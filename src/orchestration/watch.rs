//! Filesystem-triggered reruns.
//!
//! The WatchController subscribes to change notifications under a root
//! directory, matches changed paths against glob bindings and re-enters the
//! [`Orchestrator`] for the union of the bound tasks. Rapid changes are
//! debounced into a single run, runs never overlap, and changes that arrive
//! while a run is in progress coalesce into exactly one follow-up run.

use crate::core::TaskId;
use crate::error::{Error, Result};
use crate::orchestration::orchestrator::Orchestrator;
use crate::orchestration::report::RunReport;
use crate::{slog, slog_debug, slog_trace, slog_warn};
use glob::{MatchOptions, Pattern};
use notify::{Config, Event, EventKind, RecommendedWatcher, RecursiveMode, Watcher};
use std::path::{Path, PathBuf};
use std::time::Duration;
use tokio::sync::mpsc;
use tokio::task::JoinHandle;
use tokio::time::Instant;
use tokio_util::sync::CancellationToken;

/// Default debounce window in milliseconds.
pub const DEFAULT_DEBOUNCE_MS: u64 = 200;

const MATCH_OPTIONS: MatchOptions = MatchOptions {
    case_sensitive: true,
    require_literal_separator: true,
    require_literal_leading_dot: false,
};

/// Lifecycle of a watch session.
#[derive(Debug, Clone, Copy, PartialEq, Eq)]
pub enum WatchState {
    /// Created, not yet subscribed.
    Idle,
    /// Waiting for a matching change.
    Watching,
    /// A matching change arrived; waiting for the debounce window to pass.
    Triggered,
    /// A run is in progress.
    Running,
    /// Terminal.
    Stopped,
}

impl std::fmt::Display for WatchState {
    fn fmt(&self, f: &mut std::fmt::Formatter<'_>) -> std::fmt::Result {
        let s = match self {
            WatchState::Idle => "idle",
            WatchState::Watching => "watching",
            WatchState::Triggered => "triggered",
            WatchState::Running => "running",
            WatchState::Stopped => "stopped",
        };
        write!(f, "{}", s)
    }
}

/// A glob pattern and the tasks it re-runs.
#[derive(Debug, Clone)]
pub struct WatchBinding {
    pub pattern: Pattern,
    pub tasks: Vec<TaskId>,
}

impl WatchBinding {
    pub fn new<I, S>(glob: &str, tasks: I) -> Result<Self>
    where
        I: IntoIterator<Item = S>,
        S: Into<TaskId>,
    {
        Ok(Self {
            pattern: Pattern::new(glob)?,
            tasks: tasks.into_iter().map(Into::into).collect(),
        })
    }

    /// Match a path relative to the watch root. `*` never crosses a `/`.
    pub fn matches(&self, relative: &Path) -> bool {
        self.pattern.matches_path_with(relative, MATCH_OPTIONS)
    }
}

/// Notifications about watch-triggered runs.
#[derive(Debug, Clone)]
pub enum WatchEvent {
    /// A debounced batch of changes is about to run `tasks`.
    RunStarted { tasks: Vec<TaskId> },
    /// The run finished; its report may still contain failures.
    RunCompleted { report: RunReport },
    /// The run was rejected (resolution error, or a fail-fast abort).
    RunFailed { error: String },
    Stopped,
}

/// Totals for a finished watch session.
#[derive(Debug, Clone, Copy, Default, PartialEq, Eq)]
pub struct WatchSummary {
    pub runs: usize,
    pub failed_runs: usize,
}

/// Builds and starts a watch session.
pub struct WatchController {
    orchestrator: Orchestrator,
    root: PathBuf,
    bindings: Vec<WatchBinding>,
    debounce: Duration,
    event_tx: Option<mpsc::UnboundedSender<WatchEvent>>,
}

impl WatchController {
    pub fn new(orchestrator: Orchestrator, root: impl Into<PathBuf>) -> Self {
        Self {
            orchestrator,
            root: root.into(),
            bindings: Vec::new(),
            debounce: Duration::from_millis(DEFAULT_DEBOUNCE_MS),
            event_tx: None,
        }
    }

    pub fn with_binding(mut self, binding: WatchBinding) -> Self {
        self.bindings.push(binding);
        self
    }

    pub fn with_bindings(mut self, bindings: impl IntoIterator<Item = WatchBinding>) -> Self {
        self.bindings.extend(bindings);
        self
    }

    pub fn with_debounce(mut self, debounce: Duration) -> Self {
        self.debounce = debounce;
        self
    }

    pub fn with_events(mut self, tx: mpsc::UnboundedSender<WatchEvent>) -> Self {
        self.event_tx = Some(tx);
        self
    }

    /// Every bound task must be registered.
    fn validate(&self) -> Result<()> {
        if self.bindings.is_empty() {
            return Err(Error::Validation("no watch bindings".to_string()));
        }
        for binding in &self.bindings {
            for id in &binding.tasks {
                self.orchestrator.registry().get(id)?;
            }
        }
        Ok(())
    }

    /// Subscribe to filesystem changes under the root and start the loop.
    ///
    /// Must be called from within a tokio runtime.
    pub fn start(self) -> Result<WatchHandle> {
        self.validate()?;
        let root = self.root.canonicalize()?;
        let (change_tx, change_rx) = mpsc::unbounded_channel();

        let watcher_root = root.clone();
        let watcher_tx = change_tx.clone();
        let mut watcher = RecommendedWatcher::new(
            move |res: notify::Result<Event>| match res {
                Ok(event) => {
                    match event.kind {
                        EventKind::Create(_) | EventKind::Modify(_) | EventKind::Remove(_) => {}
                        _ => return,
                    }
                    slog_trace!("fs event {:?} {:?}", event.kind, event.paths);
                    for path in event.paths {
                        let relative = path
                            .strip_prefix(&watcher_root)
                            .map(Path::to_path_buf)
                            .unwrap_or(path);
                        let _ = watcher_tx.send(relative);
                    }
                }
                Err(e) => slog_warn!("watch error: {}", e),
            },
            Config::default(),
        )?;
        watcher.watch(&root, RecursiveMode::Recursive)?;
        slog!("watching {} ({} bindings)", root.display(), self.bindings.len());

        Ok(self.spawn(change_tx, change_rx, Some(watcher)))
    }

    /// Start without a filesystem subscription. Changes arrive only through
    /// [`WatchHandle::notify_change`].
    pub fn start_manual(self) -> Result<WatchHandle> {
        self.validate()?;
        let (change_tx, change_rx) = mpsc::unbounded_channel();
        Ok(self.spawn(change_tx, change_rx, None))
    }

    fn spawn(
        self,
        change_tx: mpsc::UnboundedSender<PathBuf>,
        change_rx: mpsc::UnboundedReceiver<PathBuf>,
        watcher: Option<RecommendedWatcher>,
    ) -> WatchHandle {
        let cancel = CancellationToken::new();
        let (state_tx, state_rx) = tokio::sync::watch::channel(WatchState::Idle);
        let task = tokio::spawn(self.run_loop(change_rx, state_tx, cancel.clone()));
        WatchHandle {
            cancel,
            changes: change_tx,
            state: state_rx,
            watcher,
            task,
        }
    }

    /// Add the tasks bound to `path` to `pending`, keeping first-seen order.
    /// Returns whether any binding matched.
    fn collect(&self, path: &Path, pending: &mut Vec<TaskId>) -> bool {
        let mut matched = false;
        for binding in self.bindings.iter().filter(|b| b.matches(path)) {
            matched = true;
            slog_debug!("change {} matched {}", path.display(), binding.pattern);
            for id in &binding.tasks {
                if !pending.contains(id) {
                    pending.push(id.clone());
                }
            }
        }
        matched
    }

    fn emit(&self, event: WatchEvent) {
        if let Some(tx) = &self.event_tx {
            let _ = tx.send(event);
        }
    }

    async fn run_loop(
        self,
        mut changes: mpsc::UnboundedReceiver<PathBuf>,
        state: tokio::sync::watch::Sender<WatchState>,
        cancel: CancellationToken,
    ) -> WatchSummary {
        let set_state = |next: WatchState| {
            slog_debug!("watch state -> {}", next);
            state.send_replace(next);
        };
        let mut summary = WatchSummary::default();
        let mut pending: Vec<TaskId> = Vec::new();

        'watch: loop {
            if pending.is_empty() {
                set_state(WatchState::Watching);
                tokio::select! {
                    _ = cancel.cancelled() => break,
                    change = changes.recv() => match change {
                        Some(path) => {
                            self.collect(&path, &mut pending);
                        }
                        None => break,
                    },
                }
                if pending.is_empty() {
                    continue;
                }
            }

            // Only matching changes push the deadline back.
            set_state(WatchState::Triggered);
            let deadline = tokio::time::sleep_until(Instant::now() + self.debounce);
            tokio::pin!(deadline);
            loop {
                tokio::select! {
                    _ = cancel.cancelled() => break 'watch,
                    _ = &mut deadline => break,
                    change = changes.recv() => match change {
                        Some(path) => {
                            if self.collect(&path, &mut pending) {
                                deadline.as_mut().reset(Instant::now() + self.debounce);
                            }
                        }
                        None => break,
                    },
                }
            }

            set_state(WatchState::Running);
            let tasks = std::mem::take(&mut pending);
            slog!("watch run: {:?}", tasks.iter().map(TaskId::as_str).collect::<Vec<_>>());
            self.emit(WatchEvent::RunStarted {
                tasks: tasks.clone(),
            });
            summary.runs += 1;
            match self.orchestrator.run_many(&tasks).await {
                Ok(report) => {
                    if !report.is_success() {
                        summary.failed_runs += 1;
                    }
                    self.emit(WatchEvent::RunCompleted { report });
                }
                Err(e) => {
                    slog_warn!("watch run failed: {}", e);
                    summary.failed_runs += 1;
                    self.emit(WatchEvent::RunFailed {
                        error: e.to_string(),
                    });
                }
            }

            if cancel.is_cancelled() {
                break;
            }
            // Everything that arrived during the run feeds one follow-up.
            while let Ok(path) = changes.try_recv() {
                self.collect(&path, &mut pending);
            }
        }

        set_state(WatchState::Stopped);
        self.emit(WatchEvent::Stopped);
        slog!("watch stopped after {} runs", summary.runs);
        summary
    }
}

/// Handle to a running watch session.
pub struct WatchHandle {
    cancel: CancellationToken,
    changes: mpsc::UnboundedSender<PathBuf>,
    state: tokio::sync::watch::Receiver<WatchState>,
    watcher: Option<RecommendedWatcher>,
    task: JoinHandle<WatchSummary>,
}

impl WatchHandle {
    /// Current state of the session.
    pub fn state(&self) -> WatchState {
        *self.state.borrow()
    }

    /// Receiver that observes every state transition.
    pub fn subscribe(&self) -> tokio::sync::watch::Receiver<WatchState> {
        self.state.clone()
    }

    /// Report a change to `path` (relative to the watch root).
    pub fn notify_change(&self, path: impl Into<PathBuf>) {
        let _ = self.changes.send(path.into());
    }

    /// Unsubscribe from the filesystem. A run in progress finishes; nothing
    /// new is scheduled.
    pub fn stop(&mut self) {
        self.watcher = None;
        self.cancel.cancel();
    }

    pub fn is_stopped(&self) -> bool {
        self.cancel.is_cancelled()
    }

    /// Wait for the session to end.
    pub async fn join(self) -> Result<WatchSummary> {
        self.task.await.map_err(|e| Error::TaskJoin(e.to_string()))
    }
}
------------------------------------------------------------------------
[What needs to be done]: Display each line of the data where "const" occurs.

[Problem solution]:
pub const DEFAULT_DEBOUNCE_MS: u64 = 200;
const MATCH_OPTIONS: MatchOptions = MatchOptions {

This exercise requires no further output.